** PROBLEM DESCRIPTION **
Which lines of the entries hold the string "static"? Copy each one.

****

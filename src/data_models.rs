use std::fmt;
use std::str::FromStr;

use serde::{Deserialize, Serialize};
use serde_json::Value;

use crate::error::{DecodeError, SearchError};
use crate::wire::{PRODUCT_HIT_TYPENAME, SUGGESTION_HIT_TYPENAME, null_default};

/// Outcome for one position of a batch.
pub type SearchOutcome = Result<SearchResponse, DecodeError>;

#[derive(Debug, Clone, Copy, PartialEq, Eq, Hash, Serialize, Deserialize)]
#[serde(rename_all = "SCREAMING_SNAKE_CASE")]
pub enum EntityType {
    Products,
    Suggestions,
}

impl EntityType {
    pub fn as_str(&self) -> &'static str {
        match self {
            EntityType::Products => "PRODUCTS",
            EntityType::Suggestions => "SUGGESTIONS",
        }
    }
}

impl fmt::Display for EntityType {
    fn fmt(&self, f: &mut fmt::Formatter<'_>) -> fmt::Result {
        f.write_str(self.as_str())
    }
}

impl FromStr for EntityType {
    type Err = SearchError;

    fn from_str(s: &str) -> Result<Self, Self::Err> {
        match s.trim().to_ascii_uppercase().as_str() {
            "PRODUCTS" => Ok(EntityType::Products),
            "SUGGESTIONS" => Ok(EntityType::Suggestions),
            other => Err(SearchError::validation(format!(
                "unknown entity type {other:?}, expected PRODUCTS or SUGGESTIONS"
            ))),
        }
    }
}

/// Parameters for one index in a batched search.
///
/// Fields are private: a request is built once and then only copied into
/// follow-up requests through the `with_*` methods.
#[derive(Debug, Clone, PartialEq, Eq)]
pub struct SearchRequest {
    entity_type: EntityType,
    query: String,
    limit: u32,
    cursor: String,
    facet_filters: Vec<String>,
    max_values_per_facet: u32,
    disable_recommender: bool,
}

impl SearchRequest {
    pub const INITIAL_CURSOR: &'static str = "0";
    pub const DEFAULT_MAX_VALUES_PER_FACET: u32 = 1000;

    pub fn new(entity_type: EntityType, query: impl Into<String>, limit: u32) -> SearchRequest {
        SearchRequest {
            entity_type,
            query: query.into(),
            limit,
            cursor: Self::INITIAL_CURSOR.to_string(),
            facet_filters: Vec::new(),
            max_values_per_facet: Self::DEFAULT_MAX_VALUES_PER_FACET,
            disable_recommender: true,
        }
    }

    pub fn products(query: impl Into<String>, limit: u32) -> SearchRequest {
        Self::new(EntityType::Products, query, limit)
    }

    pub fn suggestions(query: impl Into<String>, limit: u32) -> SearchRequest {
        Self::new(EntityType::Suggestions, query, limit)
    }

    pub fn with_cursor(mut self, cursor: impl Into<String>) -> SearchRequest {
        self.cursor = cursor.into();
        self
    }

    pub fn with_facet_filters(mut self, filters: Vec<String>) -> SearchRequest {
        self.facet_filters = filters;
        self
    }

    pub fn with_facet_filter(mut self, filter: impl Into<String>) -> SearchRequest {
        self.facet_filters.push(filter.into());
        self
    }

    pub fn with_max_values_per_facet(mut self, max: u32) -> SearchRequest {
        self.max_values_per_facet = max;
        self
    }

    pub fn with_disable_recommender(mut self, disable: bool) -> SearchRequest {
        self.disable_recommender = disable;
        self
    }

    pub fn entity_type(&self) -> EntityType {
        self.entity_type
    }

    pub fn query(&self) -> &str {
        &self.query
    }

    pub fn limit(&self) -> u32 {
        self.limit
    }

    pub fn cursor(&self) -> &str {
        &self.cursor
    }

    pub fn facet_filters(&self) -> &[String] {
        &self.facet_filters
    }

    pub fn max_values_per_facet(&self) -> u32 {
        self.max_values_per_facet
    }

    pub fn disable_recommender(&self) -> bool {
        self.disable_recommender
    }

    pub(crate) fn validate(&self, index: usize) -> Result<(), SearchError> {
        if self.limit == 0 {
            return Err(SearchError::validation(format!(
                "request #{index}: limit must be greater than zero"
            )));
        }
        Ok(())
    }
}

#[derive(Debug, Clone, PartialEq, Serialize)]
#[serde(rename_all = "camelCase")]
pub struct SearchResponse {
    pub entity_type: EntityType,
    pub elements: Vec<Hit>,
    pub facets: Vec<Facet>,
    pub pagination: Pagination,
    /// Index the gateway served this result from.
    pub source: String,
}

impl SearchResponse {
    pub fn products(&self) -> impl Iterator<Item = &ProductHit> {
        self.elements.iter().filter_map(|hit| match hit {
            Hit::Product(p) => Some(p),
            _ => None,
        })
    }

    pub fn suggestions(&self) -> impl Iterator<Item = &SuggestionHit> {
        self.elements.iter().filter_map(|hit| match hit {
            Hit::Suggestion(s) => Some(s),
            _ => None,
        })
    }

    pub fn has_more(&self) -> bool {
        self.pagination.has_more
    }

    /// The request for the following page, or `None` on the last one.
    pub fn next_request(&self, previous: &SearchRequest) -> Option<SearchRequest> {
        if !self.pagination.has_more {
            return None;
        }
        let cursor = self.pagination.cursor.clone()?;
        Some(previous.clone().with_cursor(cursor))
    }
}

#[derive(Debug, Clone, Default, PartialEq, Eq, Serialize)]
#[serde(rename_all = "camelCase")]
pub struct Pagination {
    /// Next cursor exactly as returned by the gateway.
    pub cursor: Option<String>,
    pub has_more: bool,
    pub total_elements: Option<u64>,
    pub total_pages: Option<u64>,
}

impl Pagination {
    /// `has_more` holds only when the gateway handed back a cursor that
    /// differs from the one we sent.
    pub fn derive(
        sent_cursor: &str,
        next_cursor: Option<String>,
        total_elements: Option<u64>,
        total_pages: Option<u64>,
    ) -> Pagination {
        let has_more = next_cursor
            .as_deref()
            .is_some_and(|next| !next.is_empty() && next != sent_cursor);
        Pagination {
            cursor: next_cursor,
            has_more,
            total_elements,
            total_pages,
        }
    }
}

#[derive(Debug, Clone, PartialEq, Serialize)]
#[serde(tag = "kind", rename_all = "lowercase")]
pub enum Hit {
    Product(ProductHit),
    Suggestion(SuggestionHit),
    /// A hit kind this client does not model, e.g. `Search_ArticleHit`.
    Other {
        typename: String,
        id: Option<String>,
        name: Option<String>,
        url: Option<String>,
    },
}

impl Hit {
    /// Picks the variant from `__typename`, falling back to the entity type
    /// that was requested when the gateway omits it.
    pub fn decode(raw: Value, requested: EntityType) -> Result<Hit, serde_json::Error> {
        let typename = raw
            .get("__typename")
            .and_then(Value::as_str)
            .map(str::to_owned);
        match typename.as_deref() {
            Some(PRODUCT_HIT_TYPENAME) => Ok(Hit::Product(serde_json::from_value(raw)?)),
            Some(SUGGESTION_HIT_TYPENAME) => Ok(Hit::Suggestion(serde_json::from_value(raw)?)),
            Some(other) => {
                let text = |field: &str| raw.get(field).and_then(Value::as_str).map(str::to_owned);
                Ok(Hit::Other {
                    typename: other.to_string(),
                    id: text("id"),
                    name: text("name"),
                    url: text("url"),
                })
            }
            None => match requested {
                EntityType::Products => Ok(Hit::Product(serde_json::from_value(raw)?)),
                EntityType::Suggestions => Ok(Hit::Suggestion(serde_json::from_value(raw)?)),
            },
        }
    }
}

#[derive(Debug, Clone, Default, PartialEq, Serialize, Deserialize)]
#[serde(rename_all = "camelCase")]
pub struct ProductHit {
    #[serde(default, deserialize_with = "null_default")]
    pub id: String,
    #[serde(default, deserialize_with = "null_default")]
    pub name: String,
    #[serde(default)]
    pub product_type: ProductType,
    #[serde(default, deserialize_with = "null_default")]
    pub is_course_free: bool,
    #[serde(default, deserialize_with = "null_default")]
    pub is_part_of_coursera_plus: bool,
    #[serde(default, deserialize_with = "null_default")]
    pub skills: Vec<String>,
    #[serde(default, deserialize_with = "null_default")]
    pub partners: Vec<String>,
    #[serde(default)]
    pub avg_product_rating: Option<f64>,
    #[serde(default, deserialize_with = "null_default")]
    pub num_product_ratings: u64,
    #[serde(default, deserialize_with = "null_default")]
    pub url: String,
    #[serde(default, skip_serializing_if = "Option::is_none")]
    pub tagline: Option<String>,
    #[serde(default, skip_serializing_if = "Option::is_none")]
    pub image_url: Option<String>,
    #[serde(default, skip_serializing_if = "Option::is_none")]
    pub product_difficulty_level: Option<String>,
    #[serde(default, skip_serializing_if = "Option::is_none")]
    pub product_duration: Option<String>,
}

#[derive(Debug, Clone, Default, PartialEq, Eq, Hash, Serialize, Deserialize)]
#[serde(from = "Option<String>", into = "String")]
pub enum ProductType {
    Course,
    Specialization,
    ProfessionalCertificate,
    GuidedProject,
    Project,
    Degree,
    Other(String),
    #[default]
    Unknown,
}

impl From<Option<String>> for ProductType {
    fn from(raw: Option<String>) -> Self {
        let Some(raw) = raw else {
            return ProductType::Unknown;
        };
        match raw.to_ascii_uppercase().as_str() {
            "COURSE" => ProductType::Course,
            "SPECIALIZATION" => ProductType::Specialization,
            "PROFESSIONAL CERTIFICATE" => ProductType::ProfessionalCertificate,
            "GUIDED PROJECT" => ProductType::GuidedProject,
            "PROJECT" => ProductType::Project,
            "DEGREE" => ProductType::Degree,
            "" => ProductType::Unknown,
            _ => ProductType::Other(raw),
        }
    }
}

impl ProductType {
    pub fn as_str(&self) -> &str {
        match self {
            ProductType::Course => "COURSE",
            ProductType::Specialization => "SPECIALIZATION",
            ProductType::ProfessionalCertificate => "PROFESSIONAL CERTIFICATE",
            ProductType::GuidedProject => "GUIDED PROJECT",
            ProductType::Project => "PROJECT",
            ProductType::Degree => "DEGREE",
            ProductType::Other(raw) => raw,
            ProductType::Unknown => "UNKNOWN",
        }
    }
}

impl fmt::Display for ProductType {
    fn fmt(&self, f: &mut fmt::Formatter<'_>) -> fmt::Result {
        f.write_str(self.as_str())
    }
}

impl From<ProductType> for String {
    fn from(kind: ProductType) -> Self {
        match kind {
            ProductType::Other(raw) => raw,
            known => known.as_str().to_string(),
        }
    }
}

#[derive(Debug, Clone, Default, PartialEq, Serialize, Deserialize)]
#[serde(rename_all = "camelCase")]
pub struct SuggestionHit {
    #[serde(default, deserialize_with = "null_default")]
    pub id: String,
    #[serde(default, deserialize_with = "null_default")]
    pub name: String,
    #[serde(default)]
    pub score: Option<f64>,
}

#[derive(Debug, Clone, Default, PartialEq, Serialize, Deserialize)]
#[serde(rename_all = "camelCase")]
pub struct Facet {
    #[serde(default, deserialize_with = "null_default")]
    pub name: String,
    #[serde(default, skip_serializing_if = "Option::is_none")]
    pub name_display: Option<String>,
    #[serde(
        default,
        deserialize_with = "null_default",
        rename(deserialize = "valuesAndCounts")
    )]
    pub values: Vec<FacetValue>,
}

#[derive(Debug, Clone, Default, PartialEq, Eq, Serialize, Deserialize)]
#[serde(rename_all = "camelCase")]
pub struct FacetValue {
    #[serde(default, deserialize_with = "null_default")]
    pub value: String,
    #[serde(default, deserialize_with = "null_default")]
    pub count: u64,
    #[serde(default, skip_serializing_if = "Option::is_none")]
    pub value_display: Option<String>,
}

****

** RESPONSE TO THIS TASK **
    pub fn as_str(&self) -> &'static str {
    pub const INITIAL_CURSOR: &'static str = "0";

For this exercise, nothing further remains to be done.